Sadly, it’s a growing number each year. The last year that data was compiled was 2021 and it was more than 6,000. Think about that. Someone goes out in the morning, they breathe in the fresh air. They can’t wait to get on the motorcycle. They go out and their family gets a tragic call that their relative, friend, or family member died in a motorcycle accident. More than 6,000 of those calls were made just in 2021, and the number keeps growing. Especially with gas prices going up and motorcycles becoming more practical.

What steps do we need to take when an injured motorcyclist hires us to be their lawyer?

Once a client contacts us about themselves or a family member who has been seriously injured in a motorcycle accident, we first want to make sure the client is going to get all the medical treatment that they deserve. Sometimes there is so much medical treatment involved, the person needs to be retrained on how to walk, or someone may be paralyzed and confined to a wheelchair. We need to make sure they are taken care of at the hospital, and that they go through rehab.

My primary goal with any client who’s injured seriously in a case like this is to make sure they get the medical treatment that they deserve. If the person is on public assistance there may be some challenges to the extent of the medical services that they’re entitled to. My job is to step in and say, wait for a second, this person is seriously injured and we’ve got to get them help.

Goal number two is I want to secure the motorcycle. So what does that mean? The motorcycle accident happens, the client is taken to the hospital, and the motorcycle is left sitting on the ground for a tow truck to load on a flatbed. The tow truck will take it to the body shop or the tow yard, and leave it there.

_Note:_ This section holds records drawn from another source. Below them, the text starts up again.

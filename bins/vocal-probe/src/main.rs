//! vocal-probe - VOC 音频信息探测工具
//!
//! 对标 FFmpeg 的 ffprobe, 输出 VOC 文件的格式、流参数与数据包信息.
//! 输入为 `-` 时从标准输入读取 (不可 seek, 长度为 0 的数据块会报错).

use anyhow::{Context, Result, bail};
use clap::Parser;
use serde::Serialize;
use std::process;

use vocal::logging::{self, LoggingConfig};
use vocal_codec::{CodecId, Packet};
use vocal_core::{Pts, VocalError};
use vocal_format::{Demuxer, FormatId, IoContext, Stream, VocDemuxOptions, VocDemuxer};

/// VOC 音频信息探测工具
#[derive(Parser, Debug)]
#[command(name = "vocal-probe", version, about = "纯 Rust VOC 音频信息探测工具")]
struct Cli {
    /// 输入文件路径, `-` 表示标准输入
    input: Option<String>,

    /// 列出每个数据包 (会读取全部数据)
    #[arg(long)]
    show_packets: bool,

    /// 输出 JSON 格式
    #[arg(long)]
    json: bool,

    /// 静默模式 (只输出探测结果)
    #[arg(short, long)]
    quiet: bool,

    /// 单个数据包的字节上限, 0 表示默认 (2048)
    #[arg(long, default_value_t = 0)]
    max_packet_size: usize,

    /// 编码标签未知时使用的编解码器 (如 pcm_u8)
    #[arg(long, value_parser = parse_codec)]
    fallback_codec: Option<CodecId>,

    /// 把日志写入该目录 (默认输出到标准错误, 由 RUST_LOG 控制)
    #[arg(long)]
    log_dir: Option<String>,
}

fn parse_codec(name: &str) -> Result<CodecId, String> {
    CodecId::from_name(name).ok_or_else(|| {
        let known: Vec<&str> = CodecId::ALL.iter().map(|id| id.name()).collect();
        format!("未知编解码器 '{name}', 可选: {}", known.join(", "))
    })
}

// ============================================================
// JSON 输出结构体
// ============================================================

/// 完整探测结果
#[derive(Serialize)]
struct ProbeOutput {
    format: FormatInfo,
    streams: Vec<StreamInfo>,
    #[serde(skip_serializing_if = "Option::is_none")]
    packets: Option<Vec<PacketInfo>>,
}

/// 格式信息
#[derive(Serialize)]
struct FormatInfo {
    filename: String,
    format_name: String,
    nb_streams: usize,
    #[serde(skip_serializing_if = "Option::is_none")]
    duration: Option<f64>,
    #[serde(skip_serializing_if = "Option::is_none")]
    probe_score: Option<u32>,
    tags: Vec<(String, String)>,
}

/// 流信息
#[derive(Serialize)]
struct StreamInfo {
    index: usize,
    codec_type: String,
    codec_name: String,
    time_base: String,
    #[serde(skip_serializing_if = "Option::is_none")]
    duration: Option<f64>,
    sample_rate: u32,
    channels: u32,
    channel_layout: String,
    sample_format: String,
    bits_per_coded_sample: u32,
    #[serde(skip_serializing_if = "Option::is_none")]
    bit_rate: Option<u64>,
    tags: Vec<(String, String)>,
}

/// 数据包信息
#[derive(Serialize)]
struct PacketInfo {
    #[serde(skip_serializing_if = "Option::is_none")]
    pts: Option<i64>,
    #[serde(skip_serializing_if = "Option::is_none")]
    pts_time: Option<f64>,
    duration: i64,
    size: usize,
    pos: i64,
}

impl From<&Packet> for PacketInfo {
    fn from(pkt: &Packet) -> Self {
        Self {
            pts: pkt.pts.value(),
            pts_time: pkt.pts.to_seconds(pkt.time_base),
            duration: pkt.duration,
            size: pkt.size(),
            pos: pkt.pos,
        }
    }
}

// ============================================================
// 主逻辑
// ============================================================

fn main() {
    let cli = Cli::parse();

    let log_result = match &cli.log_dir {
        Some(dir) => logging::init(LoggingConfig::new(dir.clone())),
        None => {
            env_logger::init();
            Ok(())
        }
    };
    if let Err(e) = log_result {
        eprintln!("错误: 无法初始化日志: {e:#}");
        process::exit(1);
    }

    let Some(input) = cli.input.clone() else {
        print_banner();
        return;
    };

    if let Err(e) = run(&cli, &input) {
        eprintln!("错误: {e:#}");
        process::exit(1);
    }
}

fn run(cli: &Cli, input: &str) -> Result<()> {
    if !cli.quiet {
        eprintln!(
            "vocal-probe 版本 {} -- 纯 Rust VOC 探测工具",
            vocal::version()
        );
        eprintln!("输入文件: {input}");
    }

    let (mut io, format_id, probe_score) = if input == "-" {
        // 标准输入无法回退, 直接按 VOC 解析
        (IoContext::from_reader(std::io::stdin()), FormatId::Voc, None)
    } else {
        let mut io = IoContext::open_read(input)
            .with_context(|| format!("无法打开文件 '{input}'"))?;
        let registry = vocal::default_format_registry();
        let probe = registry
            .probe_input(&mut io, Some(input))
            .context("无法识别文件格式")?;
        (io, probe.format_id, Some(probe.score))
    };

    if !cli.quiet {
        match probe_score {
            Some(score) => eprintln!("格式: {format_id} (置信度: {score})"),
            None => eprintln!("格式: {format_id}"),
        }
    }

    let options = VocDemuxOptions {
        fallback_codec: cli.fallback_codec,
        max_packet_size: cli.max_packet_size,
    };
    let mut demuxer: Box<dyn Demuxer> = match format_id {
        FormatId::Voc => Box::new(VocDemuxer::with_options(options)),
        other => bail!("不支持的格式: {other}"),
    };
    demuxer.open(&mut io).context("无法解析文件头部")?;

    // VOC 的流参数在第一个数据包处确定, 至少读取一个数据包
    let mut packets = Vec::new();
    loop {
        match demuxer.read_packet(&mut io) {
            Ok(pkt) => {
                packets.push(PacketInfo::from(&pkt));
                if !cli.show_packets {
                    break;
                }
            }
            Err(VocalError::Eof) => break,
            Err(e) => {
                log::warn!("读取数据包时出错: {e}");
                if packets.is_empty() {
                    return Err(anyhow::Error::new(e).context("无法读取第一个数据包"));
                }
                break;
            }
        }
    }

    let output = ProbeOutput {
        format: FormatInfo {
            filename: input.to_string(),
            format_name: format_id.name().to_string(),
            nb_streams: demuxer.streams().len(),
            duration: demuxer.duration(),
            probe_score,
            tags: demuxer.metadata().to_vec(),
        },
        streams: demuxer.streams().iter().map(build_stream_info).collect(),
        packets: cli.show_packets.then_some(packets),
    };

    if cli.json {
        let json = serde_json::to_string_pretty(&output).context("序列化 JSON 失败")?;
        println!("{json}");
    } else {
        print_format_text(&output.format);
        print_streams_text(&output.streams);
        if let Some(packets) = &output.packets {
            print_packets_text(packets);
        }
    }
    Ok(())
}

/// 从 Stream 构建 StreamInfo
fn build_stream_info(stream: &Stream) -> StreamInfo {
    let duration = Pts::Known(stream.duration)
        .to_seconds(stream.time_base)
        .filter(|_| stream.duration >= 0);

    let mut info = StreamInfo {
        index: stream.index,
        codec_type: stream.media_type.to_string(),
        codec_name: stream.codec_id.to_string(),
        time_base: stream.time_base.to_string(),
        duration,
        sample_rate: 0,
        channels: 0,
        channel_layout: String::new(),
        sample_format: String::new(),
        bits_per_coded_sample: 0,
        bit_rate: None,
        tags: stream.metadata.clone(),
    };

    if let Some(audio) = stream.audio() {
        info.sample_rate = audio.sample_rate;
        info.channels = audio.channel_layout.channels;
        info.channel_layout = audio.channel_layout.to_string();
        info.sample_format = audio.sample_format.to_string();
        info.bits_per_coded_sample = audio.bits_per_coded_sample;
        info.bit_rate = (audio.bit_rate > 0).then_some(audio.bit_rate);
    }

    info
}

/// 文本输出: 格式信息
fn print_format_text(info: &FormatInfo) {
    println!("[FORMAT]");
    println!("  文件名       : {}", info.filename);
    println!("  格式名称     : {}", info.format_name);
    println!("  流数量       : {}", info.nb_streams);
    if let Some(dur) = info.duration {
        println!("  时长         : {dur:.3} 秒");
    }
    if let Some(score) = info.probe_score {
        println!("  探测置信度   : {score}");
    }
    for (key, value) in &info.tags {
        println!("  {key:<12} : {value}");
    }
    println!("[/FORMAT]");
    println!();
}

/// 文本输出: 流信息
fn print_streams_text(streams: &[StreamInfo]) {
    for stream in streams {
        println!("[STREAM #{}]", stream.index);
        println!("  类型         : {}", stream.codec_type);
        println!("  编解码器     : {}", stream.codec_name);
        println!("  时间基       : {}", stream.time_base);
        if let Some(dur) = stream.duration {
            println!("  时长         : {dur:.3} 秒");
        }
        println!("  采样率       : {} Hz", stream.sample_rate);
        println!("  声道数       : {}", stream.channels);
        println!("  声道布局     : {}", stream.channel_layout);
        println!("  采样格式     : {}", stream.sample_format);
        println!("  编码位深     : {}", stream.bits_per_coded_sample);
        if let Some(br) = stream.bit_rate {
            println!("  码率         : {} kbps", br / 1000);
        }
        for (key, value) in &stream.tags {
            println!("  {key:<12} : {value}");
        }
        println!("[/STREAM]");
        println!();
    }
}

/// 文本输出: 数据包列表
fn print_packets_text(packets: &[PacketInfo]) {
    println!("[PACKETS]");
    for pkt in packets {
        let pts = pkt
            .pts
            .map_or_else(|| "NOPTS".to_string(), |v| v.to_string());
        println!(
            "  pts={:<10} duration={:<6} size={:<6} pos={}",
            pts, pkt.duration, pkt.size, pkt.pos
        );
    }
    let total_bytes: usize = packets.iter().map(|p| p.size).sum();
    println!("  数据包总数   : {}", packets.len());
    println!(
        "  数据总量     : {} 字节 ({:.2} KB)",
        total_bytes,
        total_bytes as f64 / 1024.0
    );
    println!("[/PACKETS]");
    println!();
}

/// 打印版本横幅
fn print_banner() {
    println!(
        "vocal-probe 版本 {} -- 纯 Rust VOC 探测工具",
        vocal::version()
    );
    println!();
    println!("用法: vocal-probe [选项] <输入文件|->");
    println!();
    println!("选项:");
    println!("  --show-packets          列出每个数据包");
    println!("  --json                  以 JSON 格式输出");
    println!("  --max-packet-size <N>   单个数据包的字节上限");
    println!("  --fallback-codec <名称> 编码标签未知时使用的编解码器");
    println!("  --log-dir <目录>        把日志写入文件");
    println!("  -q, --quiet             静默模式");
    println!();
    println!("使用 --help 查看完整用法.");
}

I want that motorcycle, I want it for two reasons. Reason number one is you may want to get it tested. Perhaps the cycle malfunctioned because it was out of use over the fall and winter months, they take it out for the first time and perhaps the mechanic didn’t tighten up what they need to tighten up. I want to be able to investigate that because I want to see if I have another target defendant. The second reason is, well we’ve all heard the expression that a picture says 1000 words, and it’s true. However, if I have the motorcycle, and I can see the mangled damage or even some blood spatter from the incident on the motorcycle, I can show that motorcycle to a jury in a potential jury trial.

A picture may be worth 1000 words but the motorcycle could be worth millions of dollars in extra value because the jury could see the devastation that the client may have suffered.

What are the fact patterns you most often see in motorcycle crashes?

I see a lot of intersection cases. A motorcycle accident case we’re representing a client on now was using a left turn pocket, turning onto a street. He’s going southbound and wants to go eastbound, and a driver coming out of westbound traffic on the street is turning eastbound and doesn’t even pay attention. Runs right into our client. Maybe the motorcycle was harder to see, I don’t know. Fortunately, our client was wearing a GoPro.

Another accident I see is a driver in a car or truck switching lanes and there is a motorcycle in that lane they’re switching into and the driver doesn’t pay attention. Maybe they are distracted, maybe the motorcycle was in the blind spot, etc. So that’s another type of frequent situation.

We also have cases where a driver is going too fast and the motorcyclist either slows down or their speed isn’t what the driver of the vehicle thinks, and they run into them from the rear putting the motorcycle down bad. Those are the three most common fact patterns we see. During the next session, I want to talk about the rights of a passenger who’s on a motorcycle when the motorcycle is involved in an accident. We’ve had a couple of cases like that and there are extra additional rights that the passenger will have. Stay tuned for that.

Contact Our Schaumburg Motorcycle Accident Lawyer

Remember, SJ Injury Law is here to protect you, your family, and your friends. Anytime you’re seriously injured in a car, truck, motorcycle accident, workers’ compensation, slip and fall, construction, or any type of incident where you think you’re seriously injured. Contact us at 847-434-3555 or online at We look forward to the next SJ Injury Law live session. Thank you for your time.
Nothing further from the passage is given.